[Stored data]
• • • •
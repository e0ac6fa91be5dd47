//! Read-only introspection over caller-supplied structured input.

use crate::types::Value;

/// A structured value that can be walked without knowing its source format.
///
/// The store only needs to tell objects, arrays and scalars apart, walk
/// object members and array elements, and reduce scalars to a [`Value`].
pub trait Convertible {
    fn is_object(&self) -> bool;

    fn is_array(&self) -> bool;

    /// Element count for arrays, zero for everything else.
    fn array_length(&self) -> usize;

    fn array_member(&self, index: usize) -> Option<&Self>;

    /// Visit every member of an object. Does nothing for non-objects.
    fn each_member<F>(&self, f: F)
    where
        F: FnMut(&str, &Self);

    /// Reduce a scalar to a [`Value`]. Arrays and objects yield `None`.
    fn to_value(&self) -> Option<Value>;
}

impl Convertible for serde_json::Value {
    fn is_object(&self) -> bool {
        self.is_object()
    }

    fn is_array(&self) -> bool {
        self.is_array()
    }

    fn array_length(&self) -> usize {
        self.as_array().map_or(0, Vec::len)
    }

    fn array_member(&self, index: usize) -> Option<&Self> {
        self.as_array()?.get(index)
    }

    fn each_member<F>(&self, mut f: F)
    where
        F: FnMut(&str, &Self),
    {
        if let Some(members) = self.as_object() {
            for (key, value) in members {
                f(key, value);
            }
        }
    }

    fn to_value(&self) -> Option<Value> {
        match self {
            serde_json::Value::Null => Some(Value::Null),
            serde_json::Value::Bool(b) => Some(Value::Bool(*b)),
            serde_json::Value::Number(n) => {
                if let Some(u) = n.as_u64() {
                    Some(Value::UInt(u))
                } else if let Some(i) = n.as_i64() {
                    Some(Value::Int(i))
                } else {
                    n.as_f64().map(Value::Double)
                }
            }
            serde_json::Value::String(s) => Some(Value::String(s.clone())),
            serde_json::Value::Array(_) | serde_json::Value::Object(_) => None,
        }
    }
}

impl Convertible for Value {
    fn is_object(&self) -> bool {
        matches!(self, Value::Object(_))
    }

    fn is_array(&self) -> bool {
        matches!(self, Value::Array(_))
    }

    fn array_length(&self) -> usize {
        self.as_array().map_or(0, <[Value]>::len)
    }

    fn array_member(&self, index: usize) -> Option<&Self> {
        self.as_array()?.get(index)
    }

    fn each_member<F>(&self, mut f: F)
    where
        F: FnMut(&str, &Self),
    {
        if let Some(members) = self.as_object() {
            for (key, value) in members {
                f(key, value);
            }
        }
    }

    fn to_value(&self) -> Option<Value> {
        self.is_scalar().then(|| self.clone())
    }
}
• • • •
EXERCISE = All records above are to be returned exactly as given.

OUTPUT BELOW =
repository e0ac6fa91be5dd47
//! Read-only introspection over caller-supplied structured input.

use crate::types::Value;

/// A structured value that can be walked without knowing its source format.
///
/// The store only needs to tell objects, arrays and scalars apart, walk
/// object members and array elements, and reduce scalars to a [`Value`].
pub trait Convertible {
    fn is_object(&self) -> bool;

    fn is_array(&self) -> bool;

    /// Element count for arrays, zero for everything else.
    fn array_length(&self) -> usize;

    fn array_member(&self, index: usize) -> Option<&Self>;

    /// Visit every member of an object. Does nothing for non-objects.
    fn each_member<F>(&self, f: F)
    where
        F: FnMut(&str, &Self);

    /// Reduce a scalar to a [`Value`]. Arrays and objects yield `None`.
    fn to_value(&self) -> Option<Value>;
}

impl Convertible for serde_json::Value {
    fn is_object(&self) -> bool {
        self.is_object()
    }

    fn is_array(&self) -> bool {
        self.is_array()
    }

    fn array_length(&self) -> usize {
        self.as_array().map_or(0, Vec::len)
    }

    fn array_member(&self, index: usize) -> Option<&Self> {
        self.as_array()?.get(index)
    }

    fn each_member<F>(&self, mut f: F)
    where
        F: FnMut(&str, &Self),
    {
        if let Some(members) = self.as_object() {
            for (key, value) in members {
                f(key, value);
            }
        }
    }

    fn to_value(&self) -> Option<Value> {
        match self {
            serde_json::Value::Null => Some(Value::Null),
            serde_json::Value::Bool(b) => Some(Value::Bool(*b)),
            serde_json::Value::Number(n) => {
                if let Some(u) = n.as_u64() {
                    Some(Value::UInt(u))
                } else if let Some(i) = n.as_i64() {
                    Some(Value::Int(i))
                } else {
                    n.as_f64().map(Value::Double)
                }
            }
            serde_json::Value::String(s) => Some(Value::String(s.clone())),
            serde_json::Value::Array(_) | serde_json::Value::Object(_) => None,
        }
    }
}

impl Convertible for Value {
    fn is_object(&self) -> bool {
        matches!(self, Value::Object(_))
    }

    fn is_array(&self) -> bool {
        matches!(self, Value::Array(_))
    }

    fn array_length(&self) -> usize {
        self.as_array().map_or(0, <[Value]>::len)
    }

    fn array_member(&self, index: usize) -> Option<&Self> {
        self.as_array()?.get(index)
    }

    fn each_member<F>(&self, mut f: F)
    where
        F: FnMut(&str, &Self),
    {
        if let Some(members) = self.as_object() {
            for (key, value) in members {
                f(key, value);
            }
        }
    }

    fn to_value(&self) -> Option<Value> {
        self.is_scalar().then(|| self.clone())
    }
}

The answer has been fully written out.